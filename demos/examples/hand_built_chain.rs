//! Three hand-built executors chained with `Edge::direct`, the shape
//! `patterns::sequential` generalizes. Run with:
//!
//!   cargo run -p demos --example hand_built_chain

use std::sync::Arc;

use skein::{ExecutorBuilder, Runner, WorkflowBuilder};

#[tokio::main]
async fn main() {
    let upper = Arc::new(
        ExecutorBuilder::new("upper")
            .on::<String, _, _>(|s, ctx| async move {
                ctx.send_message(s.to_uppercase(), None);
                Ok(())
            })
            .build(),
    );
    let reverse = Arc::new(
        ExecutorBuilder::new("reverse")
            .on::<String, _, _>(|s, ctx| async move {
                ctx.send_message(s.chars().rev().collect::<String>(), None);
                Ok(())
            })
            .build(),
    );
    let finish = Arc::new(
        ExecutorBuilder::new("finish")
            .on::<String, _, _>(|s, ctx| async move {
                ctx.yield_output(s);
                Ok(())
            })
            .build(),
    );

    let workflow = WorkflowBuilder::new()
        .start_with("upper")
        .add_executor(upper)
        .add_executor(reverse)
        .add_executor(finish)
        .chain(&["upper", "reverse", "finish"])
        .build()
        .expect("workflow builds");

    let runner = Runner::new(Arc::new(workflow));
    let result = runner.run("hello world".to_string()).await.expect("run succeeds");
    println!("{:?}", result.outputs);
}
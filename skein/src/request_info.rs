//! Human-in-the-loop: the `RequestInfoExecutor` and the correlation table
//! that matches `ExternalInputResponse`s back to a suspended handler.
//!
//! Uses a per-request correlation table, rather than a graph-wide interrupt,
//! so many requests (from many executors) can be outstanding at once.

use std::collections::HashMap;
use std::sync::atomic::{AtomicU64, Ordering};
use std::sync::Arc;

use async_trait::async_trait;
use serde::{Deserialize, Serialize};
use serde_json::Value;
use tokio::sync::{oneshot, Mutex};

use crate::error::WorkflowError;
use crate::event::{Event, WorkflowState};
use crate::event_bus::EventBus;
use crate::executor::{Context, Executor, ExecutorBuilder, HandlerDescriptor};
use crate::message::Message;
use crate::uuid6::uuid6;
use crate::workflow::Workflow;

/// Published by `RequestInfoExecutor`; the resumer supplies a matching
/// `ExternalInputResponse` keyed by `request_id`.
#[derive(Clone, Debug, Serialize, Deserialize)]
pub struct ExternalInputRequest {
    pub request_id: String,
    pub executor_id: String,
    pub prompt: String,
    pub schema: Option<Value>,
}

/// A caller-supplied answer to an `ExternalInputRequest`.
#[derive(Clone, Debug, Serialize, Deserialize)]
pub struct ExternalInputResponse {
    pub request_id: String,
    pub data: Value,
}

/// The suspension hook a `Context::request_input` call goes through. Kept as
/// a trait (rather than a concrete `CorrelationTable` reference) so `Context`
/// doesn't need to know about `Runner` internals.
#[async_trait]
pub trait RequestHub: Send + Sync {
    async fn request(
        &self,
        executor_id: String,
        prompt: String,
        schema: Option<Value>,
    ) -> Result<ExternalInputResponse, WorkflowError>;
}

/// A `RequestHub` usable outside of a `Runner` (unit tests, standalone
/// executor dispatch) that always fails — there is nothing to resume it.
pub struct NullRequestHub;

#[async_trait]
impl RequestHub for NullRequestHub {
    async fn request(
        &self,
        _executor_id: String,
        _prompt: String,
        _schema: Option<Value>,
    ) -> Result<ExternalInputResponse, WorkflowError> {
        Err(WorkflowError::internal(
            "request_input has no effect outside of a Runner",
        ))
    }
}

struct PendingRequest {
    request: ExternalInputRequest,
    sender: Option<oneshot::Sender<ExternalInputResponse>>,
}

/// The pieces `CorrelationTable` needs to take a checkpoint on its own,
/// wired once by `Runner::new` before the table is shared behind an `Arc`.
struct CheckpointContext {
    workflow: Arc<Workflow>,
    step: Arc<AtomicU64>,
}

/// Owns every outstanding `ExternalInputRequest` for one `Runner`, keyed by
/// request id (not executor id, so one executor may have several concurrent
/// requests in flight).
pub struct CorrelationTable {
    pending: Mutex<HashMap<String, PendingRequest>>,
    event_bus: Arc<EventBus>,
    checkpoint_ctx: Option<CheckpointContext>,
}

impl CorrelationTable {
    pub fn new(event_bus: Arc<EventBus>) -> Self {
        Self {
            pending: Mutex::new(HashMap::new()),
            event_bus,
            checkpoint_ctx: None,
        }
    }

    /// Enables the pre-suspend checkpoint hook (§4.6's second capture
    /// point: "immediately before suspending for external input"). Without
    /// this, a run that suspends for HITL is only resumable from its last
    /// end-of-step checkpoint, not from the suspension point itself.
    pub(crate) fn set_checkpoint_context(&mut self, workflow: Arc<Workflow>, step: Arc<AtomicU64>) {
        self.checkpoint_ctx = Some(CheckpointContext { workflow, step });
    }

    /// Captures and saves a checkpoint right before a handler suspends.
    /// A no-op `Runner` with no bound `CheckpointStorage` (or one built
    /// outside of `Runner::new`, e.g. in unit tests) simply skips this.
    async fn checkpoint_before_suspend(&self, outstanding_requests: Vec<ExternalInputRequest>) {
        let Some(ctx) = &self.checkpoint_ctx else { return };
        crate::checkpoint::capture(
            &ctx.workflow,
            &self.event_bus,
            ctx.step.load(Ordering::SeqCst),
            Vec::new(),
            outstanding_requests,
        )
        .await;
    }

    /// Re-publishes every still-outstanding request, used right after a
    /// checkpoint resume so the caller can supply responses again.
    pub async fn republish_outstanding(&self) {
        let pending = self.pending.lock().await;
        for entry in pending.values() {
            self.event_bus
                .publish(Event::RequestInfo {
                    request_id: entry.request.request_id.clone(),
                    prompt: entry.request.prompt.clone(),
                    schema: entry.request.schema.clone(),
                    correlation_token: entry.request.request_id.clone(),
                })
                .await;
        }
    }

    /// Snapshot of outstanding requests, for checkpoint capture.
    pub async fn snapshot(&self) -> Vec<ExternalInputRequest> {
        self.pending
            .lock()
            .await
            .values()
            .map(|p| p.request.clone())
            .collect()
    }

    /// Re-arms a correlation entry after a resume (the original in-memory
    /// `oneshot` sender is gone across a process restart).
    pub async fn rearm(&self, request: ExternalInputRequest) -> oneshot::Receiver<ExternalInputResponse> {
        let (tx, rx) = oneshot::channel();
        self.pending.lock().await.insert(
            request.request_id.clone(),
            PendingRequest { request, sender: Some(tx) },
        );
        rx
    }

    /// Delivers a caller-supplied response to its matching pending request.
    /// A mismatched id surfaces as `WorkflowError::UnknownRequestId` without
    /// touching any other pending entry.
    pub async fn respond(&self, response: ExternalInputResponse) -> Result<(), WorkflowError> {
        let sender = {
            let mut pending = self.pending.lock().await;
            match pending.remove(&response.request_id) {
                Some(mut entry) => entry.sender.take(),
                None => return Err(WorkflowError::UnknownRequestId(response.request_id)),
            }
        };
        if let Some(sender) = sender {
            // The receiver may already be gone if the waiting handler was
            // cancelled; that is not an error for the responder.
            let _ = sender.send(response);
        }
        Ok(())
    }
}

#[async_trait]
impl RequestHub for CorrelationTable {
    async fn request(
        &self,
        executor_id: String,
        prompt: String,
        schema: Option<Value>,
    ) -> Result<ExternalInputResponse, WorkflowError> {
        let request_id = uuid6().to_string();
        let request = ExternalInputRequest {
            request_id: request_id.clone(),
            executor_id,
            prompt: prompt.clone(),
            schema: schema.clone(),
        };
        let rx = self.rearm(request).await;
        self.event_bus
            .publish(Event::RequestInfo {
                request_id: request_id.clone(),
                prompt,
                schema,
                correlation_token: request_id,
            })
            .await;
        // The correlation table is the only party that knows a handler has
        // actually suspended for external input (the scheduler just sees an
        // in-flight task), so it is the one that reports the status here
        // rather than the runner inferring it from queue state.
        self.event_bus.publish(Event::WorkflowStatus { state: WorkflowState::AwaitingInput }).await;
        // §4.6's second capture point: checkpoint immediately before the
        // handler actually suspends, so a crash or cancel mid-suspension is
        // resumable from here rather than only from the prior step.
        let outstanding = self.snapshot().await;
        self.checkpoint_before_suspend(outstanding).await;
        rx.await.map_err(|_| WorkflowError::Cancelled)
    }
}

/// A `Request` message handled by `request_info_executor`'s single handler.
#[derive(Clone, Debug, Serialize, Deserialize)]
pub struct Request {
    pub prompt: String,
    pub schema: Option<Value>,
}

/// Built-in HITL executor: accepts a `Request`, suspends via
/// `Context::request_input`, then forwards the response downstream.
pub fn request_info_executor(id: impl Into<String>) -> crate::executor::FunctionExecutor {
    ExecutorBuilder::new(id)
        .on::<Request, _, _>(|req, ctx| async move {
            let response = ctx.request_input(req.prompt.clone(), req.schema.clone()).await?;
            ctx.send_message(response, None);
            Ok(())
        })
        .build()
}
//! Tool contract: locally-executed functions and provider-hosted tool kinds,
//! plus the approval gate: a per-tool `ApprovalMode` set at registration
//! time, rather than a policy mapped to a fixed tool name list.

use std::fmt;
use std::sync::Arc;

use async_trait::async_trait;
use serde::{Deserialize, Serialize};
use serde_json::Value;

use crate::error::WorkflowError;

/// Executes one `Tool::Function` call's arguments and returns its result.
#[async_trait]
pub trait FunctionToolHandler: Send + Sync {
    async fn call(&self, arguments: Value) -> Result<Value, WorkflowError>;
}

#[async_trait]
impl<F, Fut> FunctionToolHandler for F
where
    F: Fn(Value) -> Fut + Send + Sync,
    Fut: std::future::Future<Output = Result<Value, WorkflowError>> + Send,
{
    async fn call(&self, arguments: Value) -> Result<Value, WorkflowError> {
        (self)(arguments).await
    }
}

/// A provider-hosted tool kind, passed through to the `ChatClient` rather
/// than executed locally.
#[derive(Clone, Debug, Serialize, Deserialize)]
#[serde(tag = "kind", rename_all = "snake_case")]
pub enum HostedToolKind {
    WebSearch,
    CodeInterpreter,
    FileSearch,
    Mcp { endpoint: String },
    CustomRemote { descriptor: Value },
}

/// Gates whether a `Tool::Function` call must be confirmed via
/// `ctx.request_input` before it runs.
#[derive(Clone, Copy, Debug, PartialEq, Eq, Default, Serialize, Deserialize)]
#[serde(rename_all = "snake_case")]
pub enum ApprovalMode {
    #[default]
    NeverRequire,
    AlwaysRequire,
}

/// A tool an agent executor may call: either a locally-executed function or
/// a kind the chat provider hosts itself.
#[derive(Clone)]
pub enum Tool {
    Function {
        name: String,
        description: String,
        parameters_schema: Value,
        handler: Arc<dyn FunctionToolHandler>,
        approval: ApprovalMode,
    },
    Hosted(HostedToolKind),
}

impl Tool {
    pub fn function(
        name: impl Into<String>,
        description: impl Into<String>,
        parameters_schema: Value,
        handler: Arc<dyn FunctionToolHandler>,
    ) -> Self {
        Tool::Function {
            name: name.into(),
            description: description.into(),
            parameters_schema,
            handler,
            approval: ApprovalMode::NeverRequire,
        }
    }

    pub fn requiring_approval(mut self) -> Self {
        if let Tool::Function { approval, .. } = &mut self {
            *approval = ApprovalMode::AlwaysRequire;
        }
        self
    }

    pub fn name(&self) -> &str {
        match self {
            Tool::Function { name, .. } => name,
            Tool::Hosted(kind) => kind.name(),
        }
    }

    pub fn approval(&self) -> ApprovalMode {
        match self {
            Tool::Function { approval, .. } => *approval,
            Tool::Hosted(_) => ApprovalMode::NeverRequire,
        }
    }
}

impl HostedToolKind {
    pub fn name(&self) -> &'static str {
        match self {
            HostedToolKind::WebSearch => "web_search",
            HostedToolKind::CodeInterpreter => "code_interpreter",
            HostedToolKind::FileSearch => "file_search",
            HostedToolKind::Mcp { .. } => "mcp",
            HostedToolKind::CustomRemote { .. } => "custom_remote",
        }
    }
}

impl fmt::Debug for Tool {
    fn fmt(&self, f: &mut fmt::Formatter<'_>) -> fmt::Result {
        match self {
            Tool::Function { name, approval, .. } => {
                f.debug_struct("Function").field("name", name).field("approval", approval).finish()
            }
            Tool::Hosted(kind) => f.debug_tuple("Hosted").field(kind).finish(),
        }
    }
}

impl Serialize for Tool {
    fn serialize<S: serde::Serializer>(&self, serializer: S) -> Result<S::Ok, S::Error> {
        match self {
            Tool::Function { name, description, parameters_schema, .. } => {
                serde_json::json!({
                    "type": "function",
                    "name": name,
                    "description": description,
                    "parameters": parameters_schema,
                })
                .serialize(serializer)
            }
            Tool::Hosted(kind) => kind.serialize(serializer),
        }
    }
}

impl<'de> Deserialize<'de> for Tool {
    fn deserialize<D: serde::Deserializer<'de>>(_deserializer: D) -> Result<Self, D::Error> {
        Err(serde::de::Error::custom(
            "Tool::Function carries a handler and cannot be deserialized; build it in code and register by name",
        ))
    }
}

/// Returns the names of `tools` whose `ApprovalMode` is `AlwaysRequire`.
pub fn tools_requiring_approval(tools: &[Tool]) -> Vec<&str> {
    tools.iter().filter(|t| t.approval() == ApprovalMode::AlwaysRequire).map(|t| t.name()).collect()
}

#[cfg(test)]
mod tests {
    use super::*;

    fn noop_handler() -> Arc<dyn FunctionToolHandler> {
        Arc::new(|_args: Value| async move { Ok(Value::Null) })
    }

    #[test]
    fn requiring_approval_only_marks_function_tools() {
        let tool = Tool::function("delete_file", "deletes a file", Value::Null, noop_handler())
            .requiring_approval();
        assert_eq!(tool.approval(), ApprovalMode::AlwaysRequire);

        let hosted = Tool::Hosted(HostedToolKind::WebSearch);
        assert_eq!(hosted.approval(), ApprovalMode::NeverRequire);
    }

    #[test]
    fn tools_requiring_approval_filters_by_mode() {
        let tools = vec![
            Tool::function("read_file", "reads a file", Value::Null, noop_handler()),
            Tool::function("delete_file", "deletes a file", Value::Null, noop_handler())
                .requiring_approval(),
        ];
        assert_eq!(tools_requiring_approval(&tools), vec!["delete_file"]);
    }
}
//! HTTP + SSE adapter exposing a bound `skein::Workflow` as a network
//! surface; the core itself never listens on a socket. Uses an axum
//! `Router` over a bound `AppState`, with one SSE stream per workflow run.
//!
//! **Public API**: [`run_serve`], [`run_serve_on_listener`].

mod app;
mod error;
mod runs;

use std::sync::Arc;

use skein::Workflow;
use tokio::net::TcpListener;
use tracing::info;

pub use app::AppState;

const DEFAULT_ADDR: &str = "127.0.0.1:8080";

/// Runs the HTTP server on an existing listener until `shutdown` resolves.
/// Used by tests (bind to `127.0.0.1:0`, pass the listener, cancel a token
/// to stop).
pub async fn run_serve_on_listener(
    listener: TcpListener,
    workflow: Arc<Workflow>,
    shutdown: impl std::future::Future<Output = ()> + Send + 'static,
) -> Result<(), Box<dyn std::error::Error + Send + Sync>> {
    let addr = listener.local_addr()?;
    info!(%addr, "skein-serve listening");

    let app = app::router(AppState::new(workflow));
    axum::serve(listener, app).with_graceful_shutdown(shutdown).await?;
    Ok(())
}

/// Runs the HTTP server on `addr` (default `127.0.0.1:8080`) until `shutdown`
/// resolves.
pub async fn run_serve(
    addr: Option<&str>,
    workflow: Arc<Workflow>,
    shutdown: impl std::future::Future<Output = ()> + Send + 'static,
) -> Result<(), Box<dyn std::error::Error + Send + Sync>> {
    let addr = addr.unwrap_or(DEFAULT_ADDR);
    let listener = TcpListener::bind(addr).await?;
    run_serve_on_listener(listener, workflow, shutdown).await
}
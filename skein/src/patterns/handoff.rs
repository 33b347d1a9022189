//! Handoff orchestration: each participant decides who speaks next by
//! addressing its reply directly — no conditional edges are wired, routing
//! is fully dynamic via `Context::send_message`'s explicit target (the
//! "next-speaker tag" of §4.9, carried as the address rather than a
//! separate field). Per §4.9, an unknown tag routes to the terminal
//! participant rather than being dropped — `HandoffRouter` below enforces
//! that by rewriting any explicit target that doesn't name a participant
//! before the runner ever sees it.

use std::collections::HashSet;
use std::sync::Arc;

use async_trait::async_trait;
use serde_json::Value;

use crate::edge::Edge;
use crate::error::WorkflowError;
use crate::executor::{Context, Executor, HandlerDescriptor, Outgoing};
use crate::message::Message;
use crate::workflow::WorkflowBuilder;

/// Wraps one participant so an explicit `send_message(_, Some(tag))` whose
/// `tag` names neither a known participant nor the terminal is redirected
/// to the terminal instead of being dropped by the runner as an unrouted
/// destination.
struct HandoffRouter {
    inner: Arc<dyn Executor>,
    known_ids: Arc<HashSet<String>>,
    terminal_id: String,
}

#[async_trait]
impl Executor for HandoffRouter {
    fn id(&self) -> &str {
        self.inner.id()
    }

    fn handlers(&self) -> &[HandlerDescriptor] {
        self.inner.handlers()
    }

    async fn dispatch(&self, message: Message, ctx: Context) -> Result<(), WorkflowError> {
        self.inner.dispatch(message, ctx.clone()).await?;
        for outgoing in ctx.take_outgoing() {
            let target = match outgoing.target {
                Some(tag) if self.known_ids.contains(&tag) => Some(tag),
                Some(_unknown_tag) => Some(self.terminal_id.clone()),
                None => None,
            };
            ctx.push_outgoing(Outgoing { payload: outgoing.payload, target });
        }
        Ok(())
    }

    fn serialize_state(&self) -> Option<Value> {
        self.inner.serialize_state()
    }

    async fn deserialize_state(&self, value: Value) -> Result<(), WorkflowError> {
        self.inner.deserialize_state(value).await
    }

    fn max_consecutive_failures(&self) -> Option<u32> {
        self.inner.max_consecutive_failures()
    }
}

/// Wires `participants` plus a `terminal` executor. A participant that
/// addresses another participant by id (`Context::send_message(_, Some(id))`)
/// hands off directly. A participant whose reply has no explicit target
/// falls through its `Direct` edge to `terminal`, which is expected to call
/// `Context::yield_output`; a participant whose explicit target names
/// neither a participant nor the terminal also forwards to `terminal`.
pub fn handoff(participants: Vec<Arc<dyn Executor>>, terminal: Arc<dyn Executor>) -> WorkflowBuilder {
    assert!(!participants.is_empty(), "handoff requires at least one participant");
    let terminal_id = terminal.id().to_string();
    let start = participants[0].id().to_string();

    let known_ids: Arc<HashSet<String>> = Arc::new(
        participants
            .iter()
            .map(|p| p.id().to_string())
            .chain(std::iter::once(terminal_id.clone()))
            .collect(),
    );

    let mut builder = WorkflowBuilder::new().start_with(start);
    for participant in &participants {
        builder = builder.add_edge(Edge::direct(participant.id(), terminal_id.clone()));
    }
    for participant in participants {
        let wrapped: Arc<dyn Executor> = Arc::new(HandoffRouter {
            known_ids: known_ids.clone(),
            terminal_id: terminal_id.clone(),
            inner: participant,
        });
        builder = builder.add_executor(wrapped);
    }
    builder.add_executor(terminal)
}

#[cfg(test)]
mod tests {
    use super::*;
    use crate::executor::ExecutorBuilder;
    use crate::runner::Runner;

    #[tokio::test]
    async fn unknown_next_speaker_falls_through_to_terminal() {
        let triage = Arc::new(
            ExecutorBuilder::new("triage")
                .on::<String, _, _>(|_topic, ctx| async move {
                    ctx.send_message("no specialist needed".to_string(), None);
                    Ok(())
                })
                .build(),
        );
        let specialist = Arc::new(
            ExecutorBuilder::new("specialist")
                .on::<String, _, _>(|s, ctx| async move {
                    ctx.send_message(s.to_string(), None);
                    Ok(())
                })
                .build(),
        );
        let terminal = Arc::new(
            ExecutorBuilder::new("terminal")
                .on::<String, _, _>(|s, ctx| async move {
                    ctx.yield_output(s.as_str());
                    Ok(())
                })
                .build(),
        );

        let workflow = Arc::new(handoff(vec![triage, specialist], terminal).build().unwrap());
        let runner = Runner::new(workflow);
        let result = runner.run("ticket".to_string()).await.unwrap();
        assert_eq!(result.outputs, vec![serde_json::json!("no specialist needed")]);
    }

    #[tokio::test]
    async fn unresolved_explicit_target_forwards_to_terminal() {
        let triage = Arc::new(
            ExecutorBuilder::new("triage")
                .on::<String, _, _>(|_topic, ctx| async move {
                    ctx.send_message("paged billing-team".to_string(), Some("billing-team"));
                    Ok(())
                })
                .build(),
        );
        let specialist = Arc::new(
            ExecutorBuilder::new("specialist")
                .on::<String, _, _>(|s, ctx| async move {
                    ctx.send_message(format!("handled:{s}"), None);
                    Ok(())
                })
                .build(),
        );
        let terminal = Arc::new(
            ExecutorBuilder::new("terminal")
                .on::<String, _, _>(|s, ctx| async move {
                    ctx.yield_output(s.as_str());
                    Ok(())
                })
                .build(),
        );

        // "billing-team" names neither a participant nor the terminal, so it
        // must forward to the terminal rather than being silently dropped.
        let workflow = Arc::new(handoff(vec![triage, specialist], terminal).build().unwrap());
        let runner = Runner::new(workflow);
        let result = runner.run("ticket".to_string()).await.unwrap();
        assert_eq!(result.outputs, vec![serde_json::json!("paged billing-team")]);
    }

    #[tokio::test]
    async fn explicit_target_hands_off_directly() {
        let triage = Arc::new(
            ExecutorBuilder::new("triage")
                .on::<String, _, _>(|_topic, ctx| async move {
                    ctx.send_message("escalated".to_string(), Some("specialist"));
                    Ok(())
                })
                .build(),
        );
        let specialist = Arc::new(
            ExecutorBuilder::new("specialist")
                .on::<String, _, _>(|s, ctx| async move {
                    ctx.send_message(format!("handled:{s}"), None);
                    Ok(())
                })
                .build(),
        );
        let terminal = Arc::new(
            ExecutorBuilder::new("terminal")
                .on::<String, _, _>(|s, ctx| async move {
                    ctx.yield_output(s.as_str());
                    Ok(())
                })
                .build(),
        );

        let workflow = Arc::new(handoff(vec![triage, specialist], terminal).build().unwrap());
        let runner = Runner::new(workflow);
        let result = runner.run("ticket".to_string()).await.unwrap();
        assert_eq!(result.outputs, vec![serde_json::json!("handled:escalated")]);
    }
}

### TASK DIRECTIONS
For this exercise, output exactly the lines above from the line with "async fn unresolved_explicit_target_forwards_to_terminal()" to the line with "terminal, so it", counting both, and leave out the rest.

### COMPLETED TASK
    async fn unresolved_explicit_target_forwards_to_terminal() {
        let triage = Arc::new(
            ExecutorBuilder::new("triage")
                .on::<String, _, _>(|_topic, ctx| async move {
                    ctx.send_message("paged billing-team".to_string(), Some("billing-team"));
                    Ok(())
                })
                .build(),
        );
        let specialist = Arc::new(
            ExecutorBuilder::new("specialist")
                .on::<String, _, _>(|s, ctx| async move {
                    ctx.send_message(format!("handled:{s}"), None);
                    Ok(())
                })
                .build(),
        );
        let terminal = Arc::new(
            ExecutorBuilder::new("terminal")
                .on::<String, _, _>(|s, ctx| async move {
                    ctx.yield_output(s.as_str());
                    Ok(())
                })
                .build(),
        );

        // "billing-team" names neither a participant nor the terminal, so it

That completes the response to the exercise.